As first womb space pressure cold law owns gas and not gases removed.

Science argues. In space he says gases are naturally burning producing light. God in space had evil spirits first.

Oh does light produce vision?

No says the liar.

Can you see God?

No.

Did you look at burning gases in science take them for science and attacked by them and went blind?

For looking at natural light with no visions whatsoever.

Yes he said I already told you science is a liar.

They caused radiation gas burning fallout and attacked life. And conjured artificially cooled evil images.

Humans died from gases burning the answer not an evil spirit studied as satanism. Hoping to own a new supernatural theory.
 

TagliatelliMonster

Veteran Member
No, its more like, "we know and understand the relevant natural laws" based on this knowledge we know that we cant walk though walls.

That's the a priori assumption, yes.
But when that which was deemed impossible occurs anyway, then the only thing that can be said is that we don't understand how it occured.

From that, you can't draw any conclusion of how it did occur.

therefore walkign though a wall is a supernatrual event.

Therefor saying that, is an argument from ignorance.

Our knowledge tells us X is impossible.
If X occurs anyway, then our knowledge can't explain that. So WE DON'T KNOW.

If from that you then draw the conclusion "therefor it was supernatural" - that's textbook argument from ignorance.

Why for example, couldn't we conclude "therefor, advanced technology was used that allows someone to walk through a wall anyway".

How is that less likely then "something supernatural / magical happened"?

But again this is just semantics, this is just my personal suggestion on how can the supernatural be identified.

And apparently, you're fine using an argument from ignorance to do so.

In any case the relevant question should be weather if I walked through a wall or not, label it as “supernatural” or not seems irrelevant to me.

Then why are you yapping about it?

With the explanation above, I hope you can see why this is not analogous to what I am proposing.

You didn't explain anything. You just restated your assertion by using the exact same argument from ignorance while denying you are using an argument from ignorance.

And no, its the exact same thing.
If people knew what lightning was, they wouldn't have said/believed it was Thor smashing his hammer or Jupiter throwing lightning bolts from the sky.

But since they, just like you it seems, were uncomfortable with "i don't know", they just made something up and / or blamed it on "magic", which is the ultimate cop-out of actually trying to answer the question properly.
 

leroy

Well-Known Member
Like how relativity and quantum physics contradict Newtonian laws?
also responding to @Meow Mix who made a similar point.

that us why I was very clear and said well understood and stablished laws (not all laws are well stablished and well understood).

Newton himself admited that he didn't really know what gravity is.

The second law if thermodynamics is an example of a well known and understood law, so any event that contradicts this law would be labeled as supernatural (my personal suggestion )

but at the end of the day this is just semantics, if someone walks through a wall, turns water in to wine, or has a conversation with a ghost, we could in theory agree that those events happened, the only difference is that I would label it as "supernatural and you would label is as "unknown natural law that trumped known natural, laws in that particular moment"

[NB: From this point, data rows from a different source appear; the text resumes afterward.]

use std::fmt;

use rustc_hash::FxHashSet;

/// Identity of one segment within its message.
///
/// Ids are assigned from a per-message counter as segments are created and
/// are never reused, even when a segment is removed and replaced during
/// reinterpretation. Within the segment list ids are strictly increasing
/// with position, which makes them a stable key for in-place UI patching.
#[derive(Debug, Clone, Copy, PartialEq, Eq, PartialOrd, Ord, Hash)]
#[cfg_attr(feature = "serde", derive(serde::Serialize, serde::Deserialize))]
pub struct SegmentId(u32);

impl SegmentId {
    pub const fn get(self) -> u32 {
        self.0
    }
}

impl fmt::Display for SegmentId {
    fn fmt(&self, f: &mut fmt::Formatter<'_>) -> fmt::Result {
        write!(f, "#{}", self.0)
    }
}

/// Lifecycle status of one segment.
#[derive(Debug, Clone, Copy, PartialEq, Eq)]
#[cfg_attr(feature = "serde", derive(serde::Serialize, serde::Deserialize))]
pub enum SegmentStatus {
    /// Terminal. The segment's content will not change again.
    Completed,

    /// Actively growing. The raw content may still be appended to; the
    /// segment will eventually become `Completed`.
    Streaming,

    /// Provisional. A `<` followed by a partial name has been seen but the
    /// construct has been neither proven a recognized tag nor disproven.
    /// The next parse call either upgrades it or rewrites it as text.
    Incomplete,
}

impl SegmentStatus {
    pub const fn as_str(self) -> &'static str {
        match self {
            SegmentStatus::Completed => "completed",
            SegmentStatus::Streaming => "streaming",
            SegmentStatus::Incomplete => "incomplete",
        }
    }
}

/// A run of plain text.
#[derive(Debug, Clone, PartialEq, Eq)]
#[cfg_attr(feature = "serde", derive(serde::Serialize, serde::Deserialize))]
pub struct TextSegment {
    pub(crate) id: SegmentId,
    pub(crate) raw: String,
    pub(crate) status: SegmentStatus,
}

/// A recognized renderable tag.
///
/// `raw` holds only the characters between the opening `>` and the closing
/// `</name>`; the delimiters themselves are never part of it.
#[derive(Debug, Clone, PartialEq, Eq)]
#[cfg_attr(feature = "serde", derive(serde::Serialize, serde::Deserialize))]
pub struct TagSegment {
    pub(crate) id: SegmentId,
    pub(crate) tag: Box<str>,
    pub(crate) raw: String,
    pub(crate) status: SegmentStatus,
}

/// A recognized metadata tag.
///
/// Not displayed inline; once completed, the host applies the registered
/// metadata handler to it exactly once, tracked by the one-shot
/// `handler_invoked` marker.
#[derive(Debug, Clone, PartialEq, Eq)]
#[cfg_attr(feature = "serde", derive(serde::Serialize, serde::Deserialize))]
pub struct MetadataSegment {
    pub(crate) id: SegmentId,
    pub(crate) tag: Box<str>,
    pub(crate) raw: String,
    pub(crate) status: SegmentStatus,
    pub(crate) handler_invoked: bool,
}

impl TextSegment {
    pub fn id(&self) -> SegmentId {
        self.id
    }

    pub fn raw(&self) -> &str {
        &self.raw
    }

    pub fn status(&self) -> SegmentStatus {
        self.status
    }
}

impl TagSegment {
    pub fn id(&self) -> SegmentId {
        self.id
    }

    pub fn tag(&self) -> &str {
        &self.tag
    }

    pub fn raw(&self) -> &str {
        &self.raw
    }

    pub fn status(&self) -> SegmentStatus {
        self.status
    }
}

impl MetadataSegment {
    pub fn id(&self) -> SegmentId {
        self.id
    }

    pub fn tag(&self) -> &str {
        &self.tag
    }

    pub fn raw(&self) -> &str {
        &self.raw
    }

    pub fn status(&self) -> SegmentStatus {
        self.status
    }

    pub fn handler_invoked(&self) -> bool {
        self.handler_invoked
    }

    /// Sets the one-shot dispatch marker. Setting it is irreversible.
    pub fn mark_handler_invoked(&mut self) {
        self.handler_invoked = true;
    }
}

/// One element of a parsed message: a text run, a renderable tag, or a
/// metadata tag.
#[derive(Debug, Clone, PartialEq, Eq)]
#[cfg_attr(feature = "serde", derive(serde::Serialize, serde::Deserialize))]
#[cfg_attr(feature = "serde", serde(tag = "kind", rename_all = "lowercase"))]
pub enum Segment {
    Text(TextSegment),
    Renderable(TagSegment),
    Metadata(MetadataSegment),
}

impl Segment {
    pub fn id(&self) -> SegmentId {
        match self {
            Segment::Text(segment) => segment.id,
            Segment::Renderable(segment) => segment.id,
            Segment::Metadata(segment) => segment.id,
        }
    }

    pub fn status(&self) -> SegmentStatus {
        match self {
            Segment::Text(segment) => segment.status,
            Segment::Renderable(segment) => segment.status,
            Segment::Metadata(segment) => segment.status,
        }
    }

    /// The raw content: the text run itself, or a tag's inner content.
    pub fn raw(&self) -> &str {
        match self {
            Segment::Text(segment) => &segment.raw,
            Segment::Renderable(segment) => &segment.raw,
            Segment::Metadata(segment) => &segment.raw,
        }
    }

    /// The tag name, for tag segments.
    pub fn tag(&self) -> Option<&str> {
        match self {
            Segment::Text(_) => None,
            Segment::Renderable(segment) => Some(&segment.tag),
            Segment::Metadata(segment) => Some(&segment.tag),
        }
    }

    pub fn is_text(&self) -> bool {
        matches!(self, Segment::Text(_))
    }

    pub fn is_tag(&self) -> bool {
        !self.is_text()
    }

    pub fn is_metadata(&self) -> bool {
        matches!(self, Segment::Metadata(_))
    }

    pub fn as_text(&self) -> Option<&TextSegment> {
        match self {
            Segment::Text(segment) => Some(segment),
            _ => None,
        }
    }

    pub fn as_renderable(&self) -> Option<&TagSegment> {
        match self {
            Segment::Renderable(segment) => Some(segment),
            _ => None,
        }
    }

    pub fn as_metadata(&self) -> Option<&MetadataSegment> {
        match self {
            Segment::Metadata(segment) => Some(segment),
            _ => None,
        }
    }

    pub(crate) fn set_status(&mut self, status: SegmentStatus) {
        match self {
            Segment::Text(segment) => segment.status = status,
            Segment::Renderable(segment) => segment.status = status,
            Segment::Metadata(segment) => segment.status = status,
        }
    }

    /// Appends the literal input fragment this segment stands for.
    ///
    /// Text reconstructs as its raw content. Tags reconstruct according to
    /// status: `<tag>raw</tag>` when completed, `<tag>raw` while streaming,
    /// and `<partial` while incomplete (no `>` has been seen yet, and an
    /// incomplete name may even be empty).
    pub fn reconstruct_into(&self, out: &mut String) {
        match self {
            Segment::Text(segment) => out.push_str(&segment.raw),
            Segment::Renderable(TagSegment {
                tag, raw, status, ..
            })
            | Segment::Metadata(MetadataSegment {
                tag, raw, status, ..
            }) => match status {
                SegmentStatus::Completed => {
                    out.push('<');
                    out.push_str(tag);
                    out.push('>');
                    out.push_str(raw);
                    out.push_str("</");
                    out.push_str(tag);
                    out.push('>');
                }
                SegmentStatus::Streaming => {
                    out.push('<');
                    out.push_str(tag);
                    out.push('>');
                    out.push_str(raw);
                }
                SegmentStatus::Incomplete => {
                    out.push('<');
                    out.push_str(tag);
                }
            },
        }
    }
}

/// The ordered segments of one message.
///
/// The list is exclusively owned by the message; the parser borrows it
/// mutably for the duration of a call, and the host reads it in between.
#[derive(Debug, Clone, Default, PartialEq, Eq)]
#[cfg_attr(feature = "serde", derive(serde::Serialize, serde::Deserialize))]
pub struct SegmentList {
    segments: Vec<Segment>,
    next_id: u32,
}

impl SegmentList {
    pub fn new() -> Self {
        Self::default()
    }

    pub fn len(&self) -> usize {
        self.segments.len()
    }

    pub fn is_empty(&self) -> bool {
        self.segments.is_empty()
    }

    pub fn iter(&self) -> std::slice::Iter<'_, Segment> {
        self.segments.iter()
    }

    pub fn last(&self) -> Option<&Segment> {
        self.segments.last()
    }

    /// Finds a segment by id. Ids are strictly increasing with position,
    /// so this is a binary search.
    pub fn get(&self, id: SegmentId) -> Option<&Segment> {
        self.segments
            .binary_search_by_key(&id, Segment::id)
            .ok()
            .map(|index| &self.segments[index])
    }

    /// The literal input consumed so far: the concatenated textual
    /// reconstruction of every segment in order.
    pub fn reconstruct(&self) -> String {
        let mut out = String::new();
        for segment in &self.segments {
            segment.reconstruct_into(&mut out);
        }
        out
    }

    pub(crate) fn alloc_id(&mut self) -> SegmentId {
        let id = SegmentId(self.next_id);
        self.next_id += 1;
        id
    }

    pub(crate) fn push(&mut self, segment: Segment) {
        self.segments.push(segment);
    }

    /// Removes and returns the tail if it is still open (streaming or
    /// incomplete). Completed tails stay put.
    pub(crate) fn pop_open_tail(&mut self) -> Option<Segment> {
        match self.segments.last() {
            Some(segment) if segment.status() != SegmentStatus::Completed => self.segments.pop(),
            _ => None,
        }
    }

    pub(crate) fn last_mut(&mut self) -> Option<&mut Segment> {
        self.segments.last_mut()
    }

    pub(crate) fn get_mut(&mut self, id: SegmentId) -> Option<&mut Segment> {
        self.segments
            .binary_search_by_key(&id, Segment::id)
            .ok()
            .map(|index| &mut self.segments[index])
    }

    pub(crate) fn segments_mut(&mut self) -> &mut Vec<Segment> {
        &mut self.segments
    }
}

impl<'a> IntoIterator for &'a SegmentList {
    type Item = &'a Segment;
    type IntoIter = std::slice::Iter<'a, Segment>;

    fn into_iter(self) -> Self::IntoIter {
        self.segments.iter()
    }
}

/// The segments created or changed by a single parse call, in the order
/// they were first touched. The host uses this to drive minimal UI updates.
#[derive(Debug, Default, Clone)]
pub struct ModifiedSet {
    order: Vec<SegmentId>,
    members: FxHashSet<SegmentId>,
}

impl ModifiedSet {
    pub fn len(&self) -> usize {
        self.order.len()
    }

    pub fn is_empty(&self) -> bool {
        self.order.is_empty()
    }

    pub fn contains(&self, id: SegmentId) -> bool {
        self.members.contains(&id)
    }

    pub fn iter(&self) -> impl Iterator<Item = SegmentId> + '_ {
        self.order.iter().copied()
    }

    pub(crate) fn insert(&mut self, id: SegmentId) {
        if self.members.insert(id) {
            self.order.push(id);
        }
    }
}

i personally don't think the label is relevant. but if I where to bet, I bet that most people would prefer my label.
 

Meow Mix

Chatte Féministe
also responding to @Meow Mix who made a similar point.

that us why I was very clear and said well understood and stablished laws (not all laws are well stablished and well understood).

Newton himself admited that he didn't really know what gravity is.

The second law if thermodynamics is an example of a well known and understood law, so any event that contradicts this law would be labeled as supernatural (my personal suggestion )

but at the end of the day this is just semantics, if someone walks through a wall, turns water in to wine, or has a conversation with a ghost, we could in theory agree that those events happened, the only difference is that I would label it as "supernatural and you would label is as "unknown natural law that trumped known natural, laws in that particular moment"

i personally don't think the label is relevant. but if I where to bet, I bet that most people would prefer my label.

I am fine with supernatural as a colloquialism. I noted earlier (in a different response, somewhere else) that I'm an avid fan of supernatural horror. I know what I mean when I use that term, too.

However, things get hairier when the question someone might ask us is, "do you believe supernatural things exist?"

At that point, if we are being careful not to mis-speak or to claim to have more knowledge than we really do, we have to be precise about what exactly it is we're being asked exists or not.
 

leroy

Well-Known Member
That's the a priori assumption, yes.
But when that which was deemed impossible occurs anyway, then the only thing that can be said is that we don't understand how it occured.

From that, you can't draw any conclusion of how it did occur.



Therefor saying that, is an argument from ignorance.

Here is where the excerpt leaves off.